What is expected ->
Please give the listing again, word for word, with nothing left out.
─── Supplied records
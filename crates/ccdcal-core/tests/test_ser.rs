mod common;

use ccdcal_core::error::CalibrationError;
use ccdcal_core::frame::CameraId;
use ccdcal_core::io::ser::SerReader;

use common::{build_ser_header_full, build_ser_u16, test_camera, write_temp};

#[test]
fn test_read_16bit_counts_untouched() {
    let frame: Vec<u16> = vec![0, 1, 1000, 65535, 42, 7];
    let file = write_temp(&build_ser_u16(3, 2, &[frame.clone()]));

    let reader = SerReader::open(file.path()).unwrap();
    assert_eq!(reader.frame_count(), 1);
    assert_eq!(reader.header.width, 3);
    assert_eq!(reader.header.height, 2);
    assert_eq!(reader.header.instrument, "CCD230");

    let counts = reader.read_counts(0).unwrap();
    assert_eq!(counts.iter().copied().collect::<Vec<_>>(), frame);
}

#[test]
fn test_read_8bit_widens_without_scaling() {
    let mut data = build_ser_header_full(2, 2, 8, 1, 0);
    data.extend_from_slice(&[0, 10, 200, 255]);
    let file = write_temp(&data);

    let reader = SerReader::open(file.path()).unwrap();
    let counts = reader.read_counts(0).unwrap();
    assert_eq!(counts[[1, 0]], 200);
    assert_eq!(counts[[1, 1]], 255);
}

#[test]
fn test_read_frame_tags_exposure_and_camera() {
    let frames = vec![vec![1u16; 4], vec![2u16; 4]];
    let file = write_temp(&build_ser_u16(2, 2, &frames));
    let reader = SerReader::open(file.path()).unwrap();

    let frame = reader.read_frame(1, 2.5, &test_camera()).unwrap();
    assert_eq!(frame.exposure_time(), 2.5);
    assert_eq!(frame.camera(), &test_camera());
    assert_eq!(frame.metadata().frame_index, 1);
    assert!(frame.data().iter().all(|&v| v == 2));
}

#[test]
fn test_frames_iterator() {
    let frames = vec![vec![1u16; 4], vec![2u16; 4], vec![3u16; 4]];
    let file = write_temp(&build_ser_u16(2, 2, &frames));
    let reader = SerReader::open(file.path()).unwrap();
    let camera = CameraId::new("SN7", "");

    let loaded: Vec<_> = reader
        .frames(0.0, &camera)
        .collect::<Result<_, _>>()
        .unwrap();
    assert_eq!(loaded.len(), 3);
    assert!(loaded.iter().all(|f| f.is_bias()));
    assert_eq!(loaded[2].data()[[0, 0]], 3);
}

#[test]
fn test_trailer_timestamps() {
    let mut data = build_ser_u16(2, 1, &[vec![0, 0], vec![0, 0]]);
    data.extend_from_slice(&111u64.to_le_bytes());
    data.extend_from_slice(&222u64.to_le_bytes());
    let file = write_temp(&data);
    let reader = SerReader::open(file.path()).unwrap();

    let frame = reader.read_frame(1, 1.0, &test_camera()).unwrap();
    assert_eq!(frame.metadata().timestamp_us, Some(222));
}

#[test]
fn test_frame_index_out_of_range() {
    let file = write_temp(&build_ser_u16(2, 2, &[vec![0u16; 4]]));
    let reader = SerReader::open(file.path()).unwrap();
    let err = reader.read_counts(5).unwrap_err();
    assert!(matches!(
        err,
        CalibrationError::FrameIndexOutOfRange { index: 5, total: 1 }
    ));
}

#[test]
fn test_rejects_bad_magic() {
    let mut data = build_ser_u16(2, 2, &[vec![0u16; 4]]);
    data[0] = b'X';
    let file = write_temp(&data);
    assert!(matches!(
        SerReader::open(file.path()),
        Err(CalibrationError::InvalidSer(_))
    ));
}

#[test]
fn test_rejects_truncated_file() {
    let mut data = build_ser_u16(4, 4, &[vec![0u16; 16]]);
    data.truncate(data.len() - 4);
    let file = write_temp(&data);
    assert!(matches!(
        SerReader::open(file.path()),
        Err(CalibrationError::InvalidSer(_))
    ));
}

#[test]
fn test_rejects_rgb() {
    let mut data = build_ser_header_full(1, 1, 16, 1, 100);
    data.extend_from_slice(&[0u8; 6]);
    let file = write_temp(&data);
    assert!(matches!(
        SerReader::open(file.path()),
        Err(CalibrationError::InvalidSer(_))
    ));
}

#[test]
fn test_rejects_zero_dimensions() {
    let data = build_ser_header_full(0, 4, 16, 0, 0);
    let file = write_temp(&data);
    assert!(matches!(
        SerReader::open(file.path()),
        Err(CalibrationError::InvalidDimensions { width: 0, height: 4 })
    ));
}

#[test]
fn test_rejects_short_file() {
    let file = write_temp(b"LUCAM-RECORDER");
    assert!(matches!(
        SerReader::open(file.path()),
        Err(CalibrationError::InvalidSer(_))
    ));
}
──────
Exercise output ->
filename crates/ccdcal-core/tests/test_ser.rs
mod common;

use ccdcal_core::error::CalibrationError;
use ccdcal_core::frame::CameraId;
use ccdcal_core::io::ser::SerReader;

use common::{build_ser_header_full, build_ser_u16, test_camera, write_temp};

#[test]
fn test_read_16bit_counts_untouched() {
    let frame: Vec<u16> = vec![0, 1, 1000, 65535, 42, 7];
    let file = write_temp(&build_ser_u16(3, 2, &[frame.clone()]));

    let reader = SerReader::open(file.path()).unwrap();
    assert_eq!(reader.frame_count(), 1);
    assert_eq!(reader.header.width, 3);
    assert_eq!(reader.header.height, 2);
    assert_eq!(reader.header.instrument, "CCD230");

    let counts = reader.read_counts(0).unwrap();
    assert_eq!(counts.iter().copied().collect::<Vec<_>>(), frame);
}

#[test]
fn test_read_8bit_widens_without_scaling() {
    let mut data = build_ser_header_full(2, 2, 8, 1, 0);
    data.extend_from_slice(&[0, 10, 200, 255]);
    let file = write_temp(&data);

    let reader = SerReader::open(file.path()).unwrap();
    let counts = reader.read_counts(0).unwrap();
    assert_eq!(counts[[1, 0]], 200);
    assert_eq!(counts[[1, 1]], 255);
}

#[test]
fn test_read_frame_tags_exposure_and_camera() {
    let frames = vec![vec![1u16; 4], vec![2u16; 4]];
    let file = write_temp(&build_ser_u16(2, 2, &frames));
    let reader = SerReader::open(file.path()).unwrap();

    let frame = reader.read_frame(1, 2.5, &test_camera()).unwrap();
    assert_eq!(frame.exposure_time(), 2.5);
    assert_eq!(frame.camera(), &test_camera());
    assert_eq!(frame.metadata().frame_index, 1);
    assert!(frame.data().iter().all(|&v| v == 2));
}

#[test]
fn test_frames_iterator() {
    let frames = vec![vec![1u16; 4], vec![2u16; 4], vec![3u16; 4]];
    let file = write_temp(&build_ser_u16(2, 2, &frames));
    let reader = SerReader::open(file.path()).unwrap();
    let camera = CameraId::new("SN7", "");

    let loaded: Vec<_> = reader
        .frames(0.0, &camera)
        .collect::<Result<_, _>>()
        .unwrap();
    assert_eq!(loaded.len(), 3);
    assert!(loaded.iter().all(|f| f.is_bias()));
    assert_eq!(loaded[2].data()[[0, 0]], 3);
}

#[test]
fn test_trailer_timestamps() {
    let mut data = build_ser_u16(2, 1, &[vec![0, 0], vec![0, 0]]);
    data.extend_from_slice(&111u64.to_le_bytes());
    data.extend_from_slice(&222u64.to_le_bytes());
    let file = write_temp(&data);
    let reader = SerReader::open(file.path()).unwrap();

    let frame = reader.read_frame(1, 1.0, &test_camera()).unwrap();
    assert_eq!(frame.metadata().timestamp_us, Some(222));
}

#[test]
fn test_frame_index_out_of_range() {
    let file = write_temp(&build_ser_u16(2, 2, &[vec![0u16; 4]]));
    let reader = SerReader::open(file.path()).unwrap();
    let err = reader.read_counts(5).unwrap_err();
    assert!(matches!(
        err,
        CalibrationError::FrameIndexOutOfRange { index: 5, total: 1 }
    ));
}

#[test]
fn test_rejects_bad_magic() {
    let mut data = build_ser_u16(2, 2, &[vec![0u16; 4]]);
    data[0] = b'X';
    let file = write_temp(&data);
    assert!(matches!(
        SerReader::open(file.path()),
        Err(CalibrationError::InvalidSer(_))
    ));
}

#[test]
fn test_rejects_truncated_file() {
    let mut data = build_ser_u16(4, 4, &[vec![0u16; 16]]);
    data.truncate(data.len() - 4);
    let file = write_temp(&data);
    assert!(matches!(
        SerReader::open(file.path()),
        Err(CalibrationError::InvalidSer(_))
    ));
}

#[test]
fn test_rejects_rgb() {
    let mut data = build_ser_header_full(1, 1, 16, 1, 100);
    data.extend_from_slice(&[0u8; 6]);
    let file = write_temp(&data);
    assert!(matches!(
        SerReader::open(file.path()),
        Err(CalibrationError::InvalidSer(_))
    ));
}

#[test]
fn test_rejects_zero_dimensions() {
    let data = build_ser_header_full(0, 4, 16, 0, 0);
    let file = write_temp(&data);
    assert!(matches!(
        SerReader::open(file.path()),
        Err(CalibrationError::InvalidDimensions { width: 0, height: 4 })
    ));
}

#[test]
fn test_rejects_short_file() {
    let file = write_temp(b"LUCAM-RECORDER");
    assert!(matches!(
        SerReader::open(file.path()),
        Err(CalibrationError::InvalidSer(_))
    ));
}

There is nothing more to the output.